Published: February 22, 2017 at 10:35am

The government’s head of communications, Kurt Farrugia – who never replied to my message asking him what the Prime Minister’s position is on the newly emerged fact that his chief of staff and favourite minister were in the process of opening bank accounts at the Winterbotham Merchant Bank in the Bahamas when the Panama scandal broke in February last year – has tweeted about a meeting with the Institute of Maltese Journalists.

The government is open to suggestions, the communications chief tweets. Well, here’s mine – and it is a serious one, not made in jest.

The glaring omission in the new law is the one most needed for the protection of journalists: a special provision making it illegal for politicians and political parties to harass or intimidate, or attempt to harass or intimidate, journalists. This is ‘special case’ harassment which cannot be tackled under the existing harassment laws.

Taking my own case, for example: I have always been subjected to harassment by the Labour Party and its media machine, but since the Labour Party got into government, starting literally from the middle of March 2013, I have been subjected to serious harassment in every imaginable way possible by government authorities, politicians of the government, cabinet ministers, aides to the Prime Minister and the ongoing assaults by the Labour media machine.

It is clearly and obviously systematic, and in some cases dovetailed for maximum distress. For example, while I was dealing with the immediate fall-out the day the Economy Minister and his policy aide had my bank account frozen, I began receiving telephone calls, in the thick of it, from the police who want to interrogate me for “harassing” John Dalli. Yes, it is quite unbelievable.

Meanwhile, the language which members of the government use in my regard in official communications, including press statements issued formally through the government’s Department of Information, and the letter which the Prime Minister’s chief of staff gave to the chairman of the PANA Committee, have shocked many.

I have no means of redress, because there is no law which allows journalists to take a case for systematic and concerted government harassment to the courts. There is no Ombudsman or other authority with whom I can lodge a report and seek redress when the government and its ministers issue press releases using vicious language about me, insulting me and referring to me as a ‘hate blogger’ who ‘spreads hate’.

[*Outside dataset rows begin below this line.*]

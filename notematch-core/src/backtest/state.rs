//! Position state machine: `Flat` ⇄ `InPosition`.
//!
//! [`step`] is the only transition function. It sees exactly one candle, so a
//! decision at candle t cannot depend on anything after t.
//!
//! - Flat: score the candle; enter at its close when score >= threshold.
//! - InPosition: check exits against this candle in priority order
//!   take-profit, stop-loss, timeout. The candle a position is opened on is
//!   never checked for its exit.

use chrono::{DateTime, Utc};
use serde::{Deserialize, Serialize};

use super::params::BacktestParams;
use crate::domain::{pnl_percent, BacktestEvent, Candle, Outcome, Side};

#[derive(Debug, Clone, Copy, PartialEq, Serialize, Deserialize)]
pub struct OpenPosition {
    pub entry_time: DateTime<Utc>,
    pub entry_price: f64,
    pub match_score: f64,
}

#[derive(Debug, Clone, Copy, Default, PartialEq, Serialize, Deserialize)]
#[serde(tag = "state", rename_all = "snake_case")]
pub enum PositionState {
    #[default]
    Flat,
    InPosition(OpenPosition),
}

impl PositionState {
    pub fn is_flat(&self) -> bool {
        matches!(self, PositionState::Flat)
    }

    pub fn position(&self) -> Option<&OpenPosition> {
        match self {
            PositionState::Flat => None,
            PositionState::InPosition(p) => Some(p),
        }
    }
}

/// Advance the state machine by one candle.
///
/// `score` is only called while flat; returning `None` (warmup) blocks entry.
pub fn step<F>(
    state: PositionState,
    candle: &Candle,
    params: &BacktestParams,
    side: Side,
    score: F,
) -> (PositionState, Option<BacktestEvent>)
where
    F: FnOnce() -> Option<f64>,
{
    match state {
        PositionState::Flat => match score() {
            Some(s) if s >= params.match_threshold => {
                let position = OpenPosition {
                    entry_time: candle.timestamp,
                    entry_price: candle.close,
                    match_score: s,
                };
                (PositionState::InPosition(position), None)
            }
            _ => (PositionState::Flat, None),
        },
        PositionState::InPosition(position) => match check_exit(&position, candle, params, side) {
            Some((exit_price, outcome)) => {
                let event = close_position(&position, candle, exit_price, outcome, params, side);
                (PositionState::Flat, Some(event))
            }
            None => (state, None),
        },
    }
}

/// Close `position` at `candle`'s close with outcome `Timeout`. Used when the
/// series ends with the position still open.
pub fn force_close(
    position: &OpenPosition,
    candle: &Candle,
    params: &BacktestParams,
    side: Side,
) -> BacktestEvent {
    close_position(position, candle, candle.close, Outcome::Timeout, params, side)
}

/// TP is checked before SL when both lie inside the candle's range. The real
/// intrabar path is unknown, so this is an approximation.
fn check_exit(
    position: &OpenPosition,
    candle: &Candle,
    params: &BacktestParams,
    side: Side,
) -> Option<(f64, Outcome)> {
    let sign = side.sign();
    let entry = position.entry_price;

    if let Some(tp) = params.take_profit_price(entry, sign) {
        let hit = match side {
            Side::Buy => candle.high >= tp,
            Side::Sell => candle.low <= tp,
        };
        if hit {
            return Some((tp, Outcome::Win));
        }
    }

    if let Some(sl) = params.stop_loss_price(entry, sign) {
        let hit = match side {
            Side::Buy => candle.low <= sl,
            Side::Sell => candle.high >= sl,
        };
        if hit {
            return Some((sl, Outcome::Loss));
        }
    }

    let held = (candle.timestamp - position.entry_time).num_minutes();
    if held >= params.max_holding_minutes {
        return Some((candle.close, Outcome::Timeout));
    }
    None
}

fn close_position(
    position: &OpenPosition,
    candle: &Candle,
    exit_price: f64,
    outcome: Outcome,
    params: &BacktestParams,
    side: Side,
) -> BacktestEvent {
    BacktestEvent {
        side,
        entry_time: position.entry_time,
        entry_price: position.entry_price,
        match_score_at_entry: position.match_score,
        exit_time: candle.timestamp,
        exit_price,
        outcome,
        pnl_percent: pnl_percent(side, position.entry_price, exit_price, params.cost_percent),
        holding_minutes: (candle.timestamp - position.entry_time).num_minutes(),
    }
}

There is the law of libel, but libel and slander are not the point here. Intimidation and harassment are: and when it is a government harassing and intimidating a journalist, it is a very grave situation. It is not in the same category as a neighbour harassing another neighbour.

The grave nature of this government’s systematic actions against me should be considered in the light of how just one of those actions – the Economy Minister’s freezing of my bank account – drew international opprobrium from world and European organisations for the protection of journalists, human rights and media freedom. Until then, people in Malta seem to have seen it as a simple and unproblematic ‘tit for tat’: I write about them and they pay me back. That is when you realise how abnormal Malta is: that it is considered ‘normal’ for politicians to seek revenge and payback on the journalists who hold them to scrutiny, rather than something absolutely shocking.

For years I have had to repeat this simple maxim and it appears that only now is it sinking in to people, because of the extreme behaviour of members of the government in recent days:

When journalists hold politicians to public scrutiny, that is democracy – but when politicians expose journalists to public scrutiny and target them, that is a grave violation of democratic norms. It is the job of journalists to scrutinise politicians. It is not the job of politicians to scrutinise journalists. On the contrary, it is a violation associated with totalitarian regimes.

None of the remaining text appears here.